§ YOUR ASSIGNMENT
Among the entries below, take the line with "the operator did." and the line with "pub fn load_audit(path: Option<&str>)", and output them and every line between them exactly, with nothing else.

§ Saved data entries
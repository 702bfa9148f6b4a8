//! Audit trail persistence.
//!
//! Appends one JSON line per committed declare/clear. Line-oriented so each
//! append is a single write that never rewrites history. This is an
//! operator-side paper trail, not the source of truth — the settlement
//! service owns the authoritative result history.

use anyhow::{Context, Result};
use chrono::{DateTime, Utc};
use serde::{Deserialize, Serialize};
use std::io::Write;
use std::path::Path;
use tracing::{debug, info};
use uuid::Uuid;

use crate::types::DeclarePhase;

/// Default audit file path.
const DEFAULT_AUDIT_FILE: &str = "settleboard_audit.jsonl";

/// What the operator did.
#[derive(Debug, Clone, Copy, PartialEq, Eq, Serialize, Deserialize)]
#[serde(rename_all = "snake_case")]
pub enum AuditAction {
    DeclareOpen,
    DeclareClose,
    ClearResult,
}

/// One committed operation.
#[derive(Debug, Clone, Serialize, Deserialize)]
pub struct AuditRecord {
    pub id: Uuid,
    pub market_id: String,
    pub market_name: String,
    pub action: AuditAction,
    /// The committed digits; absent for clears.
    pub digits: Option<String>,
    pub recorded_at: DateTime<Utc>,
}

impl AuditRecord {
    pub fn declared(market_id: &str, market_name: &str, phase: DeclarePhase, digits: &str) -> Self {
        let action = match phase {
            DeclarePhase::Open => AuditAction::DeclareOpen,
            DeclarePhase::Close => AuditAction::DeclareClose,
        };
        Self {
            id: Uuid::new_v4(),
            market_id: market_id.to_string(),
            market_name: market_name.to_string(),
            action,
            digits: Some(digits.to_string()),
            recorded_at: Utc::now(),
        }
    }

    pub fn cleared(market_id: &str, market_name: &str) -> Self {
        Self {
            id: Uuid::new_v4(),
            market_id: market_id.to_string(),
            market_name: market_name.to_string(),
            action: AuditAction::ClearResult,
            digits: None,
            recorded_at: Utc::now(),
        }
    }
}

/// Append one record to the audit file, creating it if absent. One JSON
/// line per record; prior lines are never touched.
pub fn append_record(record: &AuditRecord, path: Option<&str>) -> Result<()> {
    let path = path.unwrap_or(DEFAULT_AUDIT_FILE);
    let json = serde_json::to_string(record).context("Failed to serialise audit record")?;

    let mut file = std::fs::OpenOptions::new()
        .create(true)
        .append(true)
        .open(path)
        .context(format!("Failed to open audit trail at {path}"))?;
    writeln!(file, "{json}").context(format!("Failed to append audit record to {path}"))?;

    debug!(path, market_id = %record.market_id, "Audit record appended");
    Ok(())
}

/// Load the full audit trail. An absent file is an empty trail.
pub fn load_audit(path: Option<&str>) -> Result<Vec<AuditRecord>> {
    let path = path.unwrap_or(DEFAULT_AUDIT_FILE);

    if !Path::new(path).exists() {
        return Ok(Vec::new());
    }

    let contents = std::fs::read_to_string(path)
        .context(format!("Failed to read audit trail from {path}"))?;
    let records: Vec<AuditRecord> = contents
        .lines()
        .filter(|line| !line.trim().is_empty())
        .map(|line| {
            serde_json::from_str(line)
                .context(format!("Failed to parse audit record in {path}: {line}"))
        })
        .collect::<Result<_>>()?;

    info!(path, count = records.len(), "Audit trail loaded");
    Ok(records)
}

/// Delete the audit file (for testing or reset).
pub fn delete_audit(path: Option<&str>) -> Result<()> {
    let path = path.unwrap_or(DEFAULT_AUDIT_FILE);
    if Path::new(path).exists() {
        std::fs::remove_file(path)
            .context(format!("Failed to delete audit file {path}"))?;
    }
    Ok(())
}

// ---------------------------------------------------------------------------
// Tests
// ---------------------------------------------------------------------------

§ RESULT FOR THIS TASK
/// What the operator did.
#[derive(Debug, Clone, Copy, PartialEq, Eq, Serialize, Deserialize)]
#[serde(rename_all = "snake_case")]
pub enum AuditAction {
    DeclareOpen,
    DeclareClose,
    ClearResult,
}

/// One committed operation.
#[derive(Debug, Clone, Serialize, Deserialize)]
pub struct AuditRecord {
    pub id: Uuid,
    pub market_id: String,
    pub market_name: String,
    pub action: AuditAction,
    /// The committed digits; absent for clears.
    pub digits: Option<String>,
    pub recorded_at: DateTime<Utc>,
}

impl AuditRecord {
    pub fn declared(market_id: &str, market_name: &str, phase: DeclarePhase, digits: &str) -> Self {
        let action = match phase {
            DeclarePhase::Open => AuditAction::DeclareOpen,
            DeclarePhase::Close => AuditAction::DeclareClose,
        };
        Self {
            id: Uuid::new_v4(),
            market_id: market_id.to_string(),
            market_name: market_name.to_string(),
            action,
            digits: Some(digits.to_string()),
            recorded_at: Utc::now(),
        }
    }

    pub fn cleared(market_id: &str, market_name: &str) -> Self {
        Self {
            id: Uuid::new_v4(),
            market_id: market_id.to_string(),
            market_name: market_name.to_string(),
            action: AuditAction::ClearResult,
            digits: None,
            recorded_at: Utc::now(),
        }
    }
}

/// Append one record to the audit file, creating it if absent. One JSON
/// line per record; prior lines are never touched.
pub fn append_record(record: &AuditRecord, path: Option<&str>) -> Result<()> {
    let path = path.unwrap_or(DEFAULT_AUDIT_FILE);
    let json = serde_json::to_string(record).context("Failed to serialise audit record")?;

    let mut file = std::fs::OpenOptions::new()
        .create(true)
        .append(true)
        .open(path)
        .context(format!("Failed to open audit trail at {path}"))?;
    writeln!(file, "{json}").context(format!("Failed to append audit record to {path}"))?;

    debug!(path, market_id = %record.market_id, "Audit record appended");
    Ok(())
}

/// Load the full audit trail. An absent file is an empty trail.
pub fn load_audit(path: Option<&str>) -> Result<Vec<AuditRecord>> {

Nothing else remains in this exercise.